Regresando a la arena de los consensos: es probable que un capítulo inicial del próximo paradigma sea la entendible paz que deberán construir los gobernadores con un presidente carente de mandatarios provinciales de su propio símbolo. La coparticipación, la paz social en los diferentes rincones del país y la respuesta a la incertidumbre de la mal llamada periferia en un sistema que ha pecado hasta el extremo de unitario, son puntos que de abordarse desde el enfrentamiento, nos darán largas jornadas de tensión. Será momento de, antes de achacar traición, entender que el desplome que padeció Unión por la Patria ayer en las provincias refleja una voluntad popular, y los representantes de las mismas deberán construir un pacto de gobernabilidad en conjunto con el ejecutivo, en un escenario de condiciones inéditas, a fin de brindar respuestas y contención a sus coterráneos.
Sin consensos, la memoria que resguardaba el quehacer político se encuentra pausada, dejando un hueco para el regreso de viejas/nuevas prácticas que creíamos saldadas por la brutalidad de sus conclusiones. Esencialmente, la fuerza coercitiva para la represión de la protesta. Sería falso decir que desde el 83’ para aquí la represión de las fuerzas del orden no existió, más ingenuo aún sería subestimar la estrategia en materia de seguridad que reivindica el nuevo gobierno, la cual no solo cristaliza una retórica de “excesos” calcada del propio Emilio Massera, sino también vuelve a traer a la escena una represión de las fuerzas coercitivas desestimando el antecedente represivo en las manifestaciones de diciembre de 2001, tan fresco aún en el recuerdo.
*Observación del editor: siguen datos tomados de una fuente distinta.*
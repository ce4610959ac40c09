//! HTML fragments for the main content panel
//!
//! Builders are plain string assembly so the panel structure stays testable
//! without a DOM. Text and attribute insertions are escaped; HTML lifted
//! from the page's own hidden template blocks passes through verbatim.

use crate::viewer::{ContentKind, Episode};

/// Escape text for insertion into element content or a quoted attribute
pub fn escape_html(raw: &str) -> String {
    let mut out = String::with_capacity(raw.len());
    for ch in raw.chars() {
        match ch {
            '&' => out.push_str("&amp;"),
            '<' => out.push_str("&lt;"),
            '>' => out.push_str("&gt;"),
            '"' => out.push_str("&quot;"),
            '\'' => out.push_str("&#39;"),
            _ => out.push(ch),
        }
    }
    out
}

/// Panel fragment for a video episode: player iframe, title, description,
/// then the episode's notes. `notes_html` is the inner HTML of the notes
/// template, empty when the episode has none.
pub fn video_panel(episode: &Episode, notes_html: &str) -> String {
    let src = episode.content_src.as_deref().unwrap_or("");
    format!(
        r#"<div>
    <div class="video-container bg-black rounded-lg overflow-hidden shadow-lg">
        <iframe src="{src}" frameborder="0" allow="accelerometer; autoplay; clipboard-write; encrypted-media; gyroscope; picture-in-picture" allowfullscreen></iframe>
    </div>
    <h2 class="text-2xl font-bold mt-6 mb-2 px-4 md:px-8">{title}</h2>
    <div class="text-gray-600 text-base px-4 md:px-8 mb-6" id="video-description">{description}</div>
    <div class="video-notes-section px-4 md:px-8 mb-8">
        {notes_html}
    </div>
</div>"#,
        src = escape_html(src),
        title = escape_html(&episode.title),
        description = escape_html(&episode.description),
    )
}

/// Placeholder shown when an episode's content cannot be produced, either
/// because its template is missing or because startup itself failed
pub fn missing_content() -> &'static str {
    r#"<p class="p-8">Content not found.</p>"#
}

/// Inner HTML for the complete button in either of its two looks
pub fn complete_button(completed: bool) -> &'static str {
    if completed {
        r#"<i class="fas fa-check-circle mr-2"></i>Completed"#
    } else {
        r#"<i class="far fa-check-circle mr-2"></i>Mark as Completed"#
    }
}

/// What the main panel shows for an episode
#[derive(Debug, Clone, PartialEq, Eq)]
pub enum PanelContent {
    /// Markup to inject, followed by a highlighter pass
    Html(String),
    /// The missing-template placeholder
    Placeholder,
    /// Empty panel for an unrecognized content kind
    Empty,
}

impl PanelContent {
    /// Inner HTML to write into the panel
    pub fn html(&self) -> &str {
        match self {
            Self::Html(html) => html,
            Self::Placeholder => missing_content(),
            Self::Empty => "",
        }
    }

    /// Only freshly injected lesson markup gets a highlighter pass
    pub fn wants_highlight(&self) -> bool {
        matches!(self, Self::Html(_))
    }
}

/// Decide the panel content for an episode. `template` is the inner HTML
/// of the episode's looked-up template block: the notes template for a
/// video (missing notes leave the notes section empty), the content
/// template for text (missing content renders the placeholder).
pub fn panel_content(episode: &Episode, template: Option<&str>) -> PanelContent {
    match episode.kind {
        ContentKind::Video => {
            PanelContent::Html(video_panel(episode, template.unwrap_or_default()))
        }
        ContentKind::Text => match template {
            Some(html) => PanelContent::Html(html.to_string()),
            None => PanelContent::Placeholder,
        },
        ContentKind::Other => PanelContent::Empty,
    }
}

#[cfg(test)]
mod tests {
    use super::*;

    #[test]
    fn test_escape_html_covers_markup_characters() {
        assert_eq!(
            escape_html(r#"<b>"a" & 'b'</b>"#),
            "&lt;b&gt;&quot;a&quot; &amp; &#39;b&#39;&lt;/b&gt;"
        );
        assert_eq!(escape_html("plain text"), "plain text");
        assert_eq!(escape_html(""), "");
    }

    #[test]
    fn test_video_panel_embeds_escaped_fields() {
        let mut episode = Episode::video("Loops & Iterators", "https://player.example/embed/7");
        episode.description = "What <code> really does".to_string();

        let html = video_panel(&episode, "");
        assert!(html.contains(r#"<iframe src="https://player.example/embed/7""#));
        assert!(html.contains("<h2 class=\"text-2xl font-bold mt-6 mb-2 px-4 md:px-8\">Loops &amp; Iterators</h2>"));
        assert!(html.contains("What &lt;code&gt; really does"));
        assert!(html.contains(r#"id="video-description""#));
    }

    #[test]
    fn test_video_panel_passes_notes_through_verbatim() {
        let episode = Episode::video("Intro", "https://player.example/embed/1");
        let notes = r#"<pre><code class="language-rust">fn main() {}</code></pre>"#;
        let html = video_panel(&episode, notes);
        assert!(html.contains(notes));
    }

    #[test]
    fn test_video_panel_tolerates_missing_src() {
        let mut episode = Episode::video("Broken", "x");
        episode.content_src = None;
        let html = video_panel(&episode, "");
        assert!(html.contains(r#"<iframe src="""#));
    }

    #[test]
    fn test_complete_button_variants() {
        assert!(complete_button(true).contains("fas fa-check-circle"));
        assert!(complete_button(true).ends_with("Completed"));
        assert!(complete_button(false).contains("far fa-check-circle"));
        assert!(complete_button(false).ends_with("Mark as Completed"));
    }

    #[test]
    fn test_missing_content_placeholder() {
        assert_eq!(missing_content(), r#"<p class="p-8">Content not found.</p>"#);
    }

    #[test]
    fn test_unknown_kind_renders_an_empty_panel() {
        let mut episode = Episode::text("Pop Quiz", "quiz-1");
        episode.kind = ContentKind::Other;

        let content = panel_content(&episode, None);
        assert_eq!(content, PanelContent::Empty);
        assert_eq!(content.html(), "");
        assert!(!content.wants_highlight());
    }

    #[test]
    fn test_text_panel_uses_template_or_placeholder() {
        let episode = Episode::text("Reading", "reading-1");

        let found = panel_content(&episode, Some("<p>Lesson body</p>"));
        assert_eq!(found.html(), "<p>Lesson body</p>");
        assert!(found.wants_highlight());

        let missing = panel_content(&episode, None);
        assert_eq!(missing, PanelContent::Placeholder);
        assert_eq!(missing.html(), missing_content());
        assert!(!missing.wants_highlight());
    }

    #[test]
    fn test_video_panel_content_tolerates_missing_notes() {
        let episode = Episode::video("Intro", "https://player.example/embed/1");

        let content = panel_content(&episode, None);
        assert!(content.html().contains("video-container"));
        assert!(content.wants_highlight());
    }
}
Si el escenario se agrava y la situación comienza a resquebrajar aún más al propio tejido social, al punto de interpelar a los de a pie a movilizar, es esencial el desarrollar una malla de contención desde gobernaciones, movimientos sociales, iglesias y entidades de corte similar. Porque esto no es 2017: Macri tenía en su gabinete a sujetos que soñaban con emular a Barack Obama. Ahora aquí hay gente que mateaba con represores de la última dictadura.